---- GIVEN RECORDS

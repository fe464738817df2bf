//! Typed SQL fragment builders over embedded SQLite.
//!
//! Predicates ([`condition`]), column constraints ([`column`]) and a fluent
//! [`Query`] render to SQL text; [`Database`] executes them and decodes
//! results into [`Row`]s through a [`Cursor`].

pub mod column;
pub mod condition;
pub mod config;
pub mod content;
pub mod cursor;
pub mod database;
pub mod function;
pub mod query;
pub mod row;
pub mod sql;
mod transaction;

pub use column::{
    ColumnModifier, ColumnModifiers, ColumnType, ConflictClause, ForeignKey, ForeignKeyAction,
    ForeignKeyConstraint, TableDefinition,
};
pub use condition::{Column, Condition, col, no_op, not};
pub use config::DatabaseConfig;
pub use content::ContentValues;
pub use cursor::{Cursor, RowIter};
pub use database::Database;
pub use query::{Query, SortOrder};
pub use row::Row;

pub use kae_error::{ErrorCode, KaeError, Result};
pub use kae_types::{FromSqlValue, SqlValue, StorageClass};
//! Composable WHERE / HAVING predicates.
//!
//! ```ignore
//! use kae::condition::col;
//!
//! let cond = col("key").eq("key1") & col("value").greater(2_i64);
//! assert_eq!(cond.to_sql(), "key = 'key1' AND value > 2");
//! ```
//!
//! Combinators never add parentheses: `a & b | c` renders as
//! `a AND b OR c` and is grouped by the engine's own precedence rules.

use std::fmt;

use kae_types::SqlValue;

/// A boolean SQL predicate tree.
#[derive(Debug, Clone, PartialEq, Default)]
pub enum Condition {
    /// Matches everything; renders as an empty string.
    #[default]
    NoOp,
    IsNull(String),
    IsNotNull(String),
    Equal(String, SqlValue),
    NotEqual(String, SqlValue),
    Less(String, SqlValue),
    LessOrEqual(String, SqlValue),
    Greater(String, SqlValue),
    GreaterOrEqual(String, SqlValue),
    Between(String, SqlValue, SqlValue),
    /// Pattern is embedded verbatim.
    Like(String, String),
    /// Pattern is embedded verbatim.
    NotLike(String, String),
    /// Pattern is embedded verbatim.
    Glob(String, String),
    InList(String, Vec<SqlValue>),
    NotInList(String, Vec<SqlValue>),
    And(Box<Condition>, Box<Condition>),
    Or(Box<Condition>, Box<Condition>),
    Not(Box<Condition>),
}

impl Condition {
    /// `self AND other`.
    #[must_use]
    pub fn and(self, other: Self) -> Self {
        Self::And(Box::new(self), Box::new(other))
    }

    /// `self OR other`.
    #[must_use]
    pub fn or(self, other: Self) -> Self {
        Self::Or(Box::new(self), Box::new(other))
    }

    /// `NOT self`.
    #[must_use]
    pub fn negate(self) -> Self {
        Self::Not(Box::new(self))
    }

    /// Whether this is the match-everything predicate.
    pub const fn is_no_op(&self) -> bool {
        matches!(self, Self::NoOp)
    }

    /// Render the predicate as SQL text.
    pub fn to_sql(&self) -> String {
        let mut out = String::new();
        self.write_sql(&mut out);
        out
    }

    /// Append the SQL text of this predicate to `out`.
    pub fn write_sql(&self, out: &mut String) {
        match self {
            Self::NoOp => {}
            Self::IsNull(key) => {
                out.push_str(key);
                out.push_str(" IS NULL");
            }
            Self::IsNotNull(key) => {
                out.push_str(key);
                out.push_str(" IS NOT NULL");
            }
            Self::Equal(key, value) => write_comparison(out, key, "=", value),
            Self::NotEqual(key, value) => write_comparison(out, key, "!=", value),
            Self::Less(key, value) => write_comparison(out, key, "<", value),
            Self::LessOrEqual(key, value) => write_comparison(out, key, "<=", value),
            Self::Greater(key, value) => write_comparison(out, key, ">", value),
            Self::GreaterOrEqual(key, value) => write_comparison(out, key, ">=", value),
            Self::Between(key, from, to) => {
                out.push_str(key);
                out.push_str(" BETWEEN ");
                from.write_sql_literal(out);
                out.push_str(" AND ");
                to.write_sql_literal(out);
            }
            Self::Like(key, pattern) => write_pattern(out, key, "LIKE", pattern),
            Self::NotLike(key, pattern) => write_pattern(out, key, "NOT LIKE", pattern),
            Self::Glob(key, pattern) => write_pattern(out, key, "GLOB", pattern),
            Self::InList(key, values) => write_in_list(out, key, "IN", values),
            Self::NotInList(key, values) => write_in_list(out, key, "NOT IN", values),
            Self::And(lhs, rhs) => {
                lhs.write_sql(out);
                out.push_str(" AND ");
                rhs.write_sql(out);
            }
            Self::Or(lhs, rhs) => {
                lhs.write_sql(out);
                out.push_str(" OR ");
                rhs.write_sql(out);
            }
            Self::Not(inner) => {
                out.push_str("NOT ");
                inner.write_sql(out);
            }
        }
    }
}

fn write_comparison(out: &mut String, key: &str, op: &str, value: &SqlValue) {
    out.push_str(key);
    out.push(' ');
    out.push_str(op);
    out.push(' ');
    value.write_sql_literal(out);
}

fn write_pattern(out: &mut String, key: &str, op: &str, pattern: &str) {
    out.push_str(key);
    out.push(' ');
    out.push_str(op);
    out.push_str(" '");
    out.push_str(pattern);
    out.push('\'');
}

fn write_in_list(out: &mut String, key: &str, op: &str, values: &[SqlValue]) {
    out.push_str(key);
    out.push(' ');
    out.push_str(op);
    out.push_str(" (");
    for (i, value) in values.iter().enumerate() {
        if i > 0 {
            out.push_str(", ");
        }
        value.write_sql_literal(out);
    }
    out.push(')');
}

impl fmt::Display for Condition {
    fn fmt(&self, f: &mut fmt::Formatter<'_>) -> fmt::Result {
        f.write_str(&self.to_sql())
    }
}

impl std::ops::BitAnd for Condition {
    type Output = Self;

    fn bitand(self, rhs: Self) -> Self::Output {
        self.and(rhs)
    }
}

impl std::ops::BitOr for Condition {
    type Output = Self;

    fn bitor(self, rhs: Self) -> Self::Output {
        self.or(rhs)
    }
}

impl std::ops::Not for Condition {
    type Output = Self;

    fn not(self) -> Self::Output {
        self.negate()
    }
}

/// A column name that predicates are built from.
#[derive(Debug, Clone, PartialEq, Eq)]
pub struct Column(String);

/// Start a predicate on column `name`.
pub fn col(name: impl Into<String>) -> Column {
    Column(name.into())
}

/// The predicate that matches every row.
pub const fn no_op() -> Condition {
    Condition::NoOp
}

/// `NOT condition`.
pub fn not(condition: Condition) -> Condition {
    condition.negate()
}

impl Column {
    /// The column name.
    pub fn name(&self) -> &str {
        &self.0
    }

    /// `name IS NULL`.
    pub fn is_null(self) -> Condition {
        Condition::IsNull(self.0)
    }

    /// `name IS NOT NULL`.
    pub fn is_not_null(self) -> Condition {
        Condition::IsNotNull(self.0)
    }

    /// `name = value`.
    pub fn eq(self, value: impl Into<SqlValue>) -> Condition {
        Condition::Equal(self.0, value.into())
    }

    /// `name != value`.
    pub fn neq(self, value: impl Into<SqlValue>) -> Condition {
        Condition::NotEqual(self.0, value.into())
    }

    /// `name < value`.
    pub fn less(self, value: impl Into<SqlValue>) -> Condition {
        Condition::Less(self.0, value.into())
    }

    /// `name <= value`.
    pub fn less_eq(self, value: impl Into<SqlValue>) -> Condition {
        Condition::LessOrEqual(self.0, value.into())
    }

    /// `name > value`.
    pub fn greater(self, value: impl Into<SqlValue>) -> Condition {
        Condition::Greater(self.0, value.into())
    }

    /// `name >= value`.
    pub fn greater_eq(self, value: impl Into<SqlValue>) -> Condition {
        Condition::GreaterOrEqual(self.0, value.into())
    }

    /// `name BETWEEN from AND to`.
    pub fn between(self, from: impl Into<SqlValue>, to: impl Into<SqlValue>) -> Condition {
        Condition::Between(self.0, from.into(), to.into())
    }

    /// `name LIKE 'pattern'`.
    pub fn like(self, pattern: impl Into<String>) -> Condition {
        Condition::Like(self.0, pattern.into())
    }

    /// `name NOT LIKE 'pattern'`.
    pub fn not_like(self, pattern: impl Into<String>) -> Condition {
        Condition::NotLike(self.0, pattern.into())
    }

    /// `name GLOB 'pattern'`.
    pub fn glob(self, pattern: impl Into<String>) -> Condition {
        Condition::Glob(self.0, pattern.into())
    }

    /// `name IN (v1, v2, ...)`.
    pub fn in_list<I>(self, values: I) -> Condition
    where
        I: IntoIterator,
        I::Item: Into<SqlValue>,
    {
        Condition::InList(self.0, values.into_iter().map(Into::into).collect())
    }

    /// `name NOT IN (v1, v2, ...)`.
    pub fn not_in_list<I>(self, values: I) -> Condition
    where
        I: IntoIterator,
        I::Item: Into<SqlValue>,
    {
        Condition::NotInList(self.0, values.into_iter().map(Into::into).collect())
    }
}

impl From<&str> for Column {
    fn from(name: &str) -> Self {
        col(name)
    }
}

impl From<String> for Column {
    fn from(name: String) -> Self {
        col(name)
    }
}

--------

:: INSTRUCTIONS TO FOLLOW ::
State how many lines above include the word "negate", and nothing more.

:: YOUR RESPONSE ::
3